Overwatch uses large language models (LLMs) to generate resolution procedures when knowledge base results are insufficient. Because every LLM call has a per-token cost, the platform includes a multi-layered cost management system: tiered model routing, organization-level quotas, and semantic caching.

This guide explains how each mechanism works and how to configure them.

Overwatch calculates a complexity score (0.0 — 1.0) for each incident and uses it to select the most cost-effective model that can still produce a quality response. The score is derived from four factors:

FactorLow weightHigh weight
Incident severitylow = 0.1critical = 0.6
Technology stack size1—3 components = 0.155+ components = 0.25
Error message count1 error = 0.153+ errors = 0.25
Infrastructure componentsfewer than 4 = 04+ = 0.15

The final score is capped at 1.0. Based on that score, the system selects a model tier.

Overwatch routes requests across five tiers of LLM models, each optimized for a different trade-off between cost and reasoning depth.
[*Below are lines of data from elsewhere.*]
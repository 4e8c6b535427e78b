// Component-based architecture for the barcarte TUI

pub mod component;

pub mod footer;
pub mod header;
pub mod menu_board;

pub use component::{Component, ComponentAction};
pub use footer::Footer;
pub use header::Header;
pub use menu_board::MenuBoardComponent;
TierModelComplexity rangeUse caseRelative cost
1Amazon Nova MicroBelow 0.15Trivial alerts, simple triageLowest
2Amazon Nova Lite0.15 — 0.30Straightforward incidents, fast responsesLow
3Claude Haiku 4.50.30 — 0.50Standard incidents, balanced analysisMedium
4Claude Sonnet 4.50.50 — 0.70Complex multi-component incidentsHigh
5Claude Opus 4.1Above 0.70Critical root-cause analysis, P0 incidentsHighest

All models run on AWS Bedrock, so no API keys for external LLM providers are required. Overwatch uses the organization’s AWS IAM role credentials.
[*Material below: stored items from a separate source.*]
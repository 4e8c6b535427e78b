//! Terminal lifecycle wrapper.
//!
//! Owns the ratatui terminal and the raw-mode/alternate-screen/mouse-capture
//! state around it. Mouse capture is required: the toast's swipe gesture is
//! driven by mouse drag events.

use anyhow::{Context, Result};
use crossterm::event::{self, DisableMouseCapture, EnableMouseCapture, Event};
use crossterm::execute;
use crossterm::terminal::{
    disable_raw_mode, enable_raw_mode, EnterAlternateScreen, LeaveAlternateScreen,
};
use ratatui::backend::CrosstermBackend;
use ratatui::Terminal;
use std::io::{self, Stdout};
use std::time::Duration;

pub struct Tui {
    terminal: Terminal<CrosstermBackend<Stdout>>,
}

impl Tui {
    pub fn new() -> Result<Self> {
        let backend = CrosstermBackend::new(io::stdout());
        let terminal = Terminal::new(backend).context("Failed to create terminal")?;
        Ok(Self { terminal })
    }

    /// Switch the terminal into TUI mode.
    pub fn enter(&mut self) -> Result<()> {
        enable_raw_mode().context("Failed to enable raw mode")?;
        execute!(io::stdout(), EnterAlternateScreen, EnableMouseCapture)
            .context("Failed to enter alternate screen")?;
        self.terminal.clear()?;
        Ok(())
    }

    /// Restore the terminal. Safe to call more than once.
    pub fn exit(&mut self) -> Result<()> {
        disable_raw_mode().context("Failed to disable raw mode")?;
        execute!(io::stdout(), LeaveAlternateScreen, DisableMouseCapture)
            .context("Failed to leave alternate screen")?;
        self.terminal.show_cursor()?;
        Ok(())
    }

    /// Wait up to `timeout` for the next input event.
    pub fn poll_event(&self, timeout: Duration) -> Result<Option<Event>> {
        if event::poll(timeout).context("Failed to poll for events")? {
            let ev = event::read().context("Failed to read event")?;
            return Ok(Some(ev));
        }
        Ok(None)
    }

    pub fn terminal_mut(&mut self) -> &mut Terminal<CrosstermBackend<Stdout>> {
        &mut self.terminal
    }
}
If a selected model is throttled (AWS rate limit), Overwatch automatically falls back down the tier chain until a response is obtained:

Opus 4.1 --> Sonnet 4.5 --> Haiku 4.5 --> Nova Lite --> Nova Micro

This ensures that users always receive a response, even during high-demand periods. The actual model used is recorded in the response metadata so cost tracking remains accurate.

The router also considers how much of an organization’s monthly budget remains:

Budget remainingRouting behavior
Above 75%Normal tiered routing (full tier selection)
25% — 75%Mid-tier preferred (avoids Opus-class models)
Below 25%Budget-constrained (routes all requests to Nova Lite)

This prevents unexpected cost overruns toward the end of a billing period.

Each organization has an AI usage budget that administrators can configure. The system tracks per-request costs with decimal precision and enforces limits automatically.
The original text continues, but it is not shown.